• _Work to complete_
How many lines of these records hold the string "unwrap"? Reply with the number alone.

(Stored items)

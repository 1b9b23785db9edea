pub mod assistant;
pub mod clock;
pub mod config;
pub mod error;
pub mod jobs;
pub mod metrics;
pub mod middleware;
pub mod progress;
pub mod recipe;
pub mod router;
pub mod session;
pub mod state;
pub mod tracing;

pub use config::ApiConfig;
pub use state::ApiState;
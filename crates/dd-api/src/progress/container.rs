use chrono::{DateTime, FixedOffset, Utc};
use dd_db::{models::UserStats, store::StatsStore};
use dd_srs::streak;

use super::aggregator::Completion;

/// Owner of the user's progress.
///
/// Holds the only copy of [`UserStats`] and writes it back after every
/// transition. Store failures are logged; the in-memory value stays
/// authoritative.
pub struct StatsContainer {
    stats: UserStats,
    store: Box<dyn StatsStore>,
    offset: FixedOffset,
}

impl std::fmt::Debug for StatsContainer {
    fn fmt(&self, f: &mut std::fmt::Formatter<'_>) -> std::fmt::Result {
        f.debug_struct("StatsContainer")
            .field("stats", &self.stats)
            .field("offset", &self.offset)
            .finish_non_exhaustive()
    }
}

impl StatsContainer {
    /// Load saved progress and run the passive streak check once.
    pub fn load(store: Box<dyn StatsStore>, now: DateTime<Utc>, offset: FixedOffset) -> Self {
        let mut stats = dd_db::load_stats(store.as_ref());

        let decayed = streak::decay_on_load(stats.streak, stats.last_activity_date, now, &offset);
        if decayed != stats.streak {
            tracing::info!(previous = stats.streak, "Streak lapsed since last visit");
            stats.streak = decayed;
        }

        let container = Self {
            stats,
            store,
            offset,
        };
        container.persist();
        container
    }

    pub fn stats(&self) -> &UserStats {
        &self.stats
    }

    /// Calendar used for streak days
    pub fn offset(&self) -> &FixedOffset {
        &self.offset
    }

    /// Replace the stats with the result of `transition` and persist.
    pub fn apply<F>(&mut self, transition: F) -> &UserStats
    where
        F: FnOnce(&UserStats) -> UserStats,
    {
        self.stats = transition(&self.stats);
        self.persist();
        &self.stats
    }

    /// Like [`apply`](Self::apply), leaving the stats untouched on error.
    pub fn try_apply<F, E>(&mut self, transition: F) -> Result<&UserStats, E>
    where
        F: FnOnce(&UserStats) -> Result<UserStats, E>,
    {
        self.stats = transition(&self.stats)?;
        self.persist();
        Ok(&self.stats)
    }

    /// Apply a session completion; returns it with the stored snapshot.
    pub fn complete<F>(&mut self, transition: F) -> Completion
    where
        F: FnOnce(&UserStats, &FixedOffset) -> Completion,
    {
        let completion = transition(&self.stats, &self.offset);
        self.stats = completion.stats.clone();
        self.persist();
        completion
    }

    fn persist(&self) {
        if let Err(e) = dd_db::save_stats(self.store.as_ref(), &self.stats) {
            tracing::error!("Failed to save progress: {e:#}");
        }
    }
}

#[cfg(test)]
mod tests {
    use super::*;
    use chrono::Duration;
    use dd_db::{STATS_KEY, models::Difficulty, store::MemoryStore};
    use std::sync::Arc;

    type Shared = Arc<MemoryStore>;

    struct Broken;

    impl StatsStore for Broken {
        fn get(&self, _: &str) -> anyhow::Result<Option<String>> {
            anyhow::bail!("unreadable")
        }

        fn set(&self, _: &str, _: &str) -> anyhow::Result<()> {
            anyhow::bail!("read-only")
        }
    }

    fn utc() -> FixedOffset {
        FixedOffset::east_opt(0).unwrap()
    }

    fn saved(store: &Shared) -> UserStats {
        dd_db::load_stats(store)
    }

    #[test]
    fn test_load_decays_lapsed_streak() {
        let now = Utc::now();
        let store = Shared::default();
        let prior = UserStats {
            streak: 6,
            last_activity_date: Some(now - Duration::days(3)),
            ..Default::default()
        };
        dd_db::save_stats(&store, &prior).unwrap();

        let container = StatsContainer::load(Box::new(store.clone()), now, utc());
        assert_eq!(container.stats().streak, 0);
        // Decay does not count as activity
        assert_eq!(container.stats().last_activity_date, prior.last_activity_date);
        assert_eq!(saved(&store).streak, 0);
    }

    #[test]
    fn test_load_keeps_recent_streak() {
        let now = Utc::now();
        let store = Shared::default();
        let prior = UserStats {
            streak: 6,
            last_activity_date: Some(now - Duration::hours(1)),
            ..Default::default()
        };
        dd_db::save_stats(&store, &prior).unwrap();

        let container = StatsContainer::load(Box::new(store), now, utc());
        assert_eq!(container.stats().streak, 6);
    }

    #[test]
    fn test_apply_persists() {
        let store = Shared::default();
        let mut container = StatsContainer::load(Box::new(store.clone()), Utc::now(), utc());

        container.apply(|stats| UserStats {
            preferred_difficulty: Difficulty::Advanced,
            ..stats.clone()
        });

        assert_eq!(saved(&store).preferred_difficulty, Difficulty::Advanced);
        assert!(store.get(STATS_KEY).unwrap().is_some());
    }

    #[test]
    fn test_try_apply_error_leaves_stats() {
        let mut container = StatsContainer::load(Box::new(Shared::default()), Utc::now(), utc());
        let result: Result<_, &str> = container.try_apply(|_| Err("nope"));
        assert!(result.is_err());
        assert_eq!(container.stats(), &UserStats::default());
    }

    #[test]
    fn test_broken_store_is_not_fatal() {
        let mut container = StatsContainer::load(Box::new(Broken), Utc::now(), utc());
        let stats = container.apply(|stats| UserStats {
            points: stats.points + 20,
            ..stats.clone()
        });
        assert_eq!(stats.points, 20);
    }
}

• _Problem solution_
4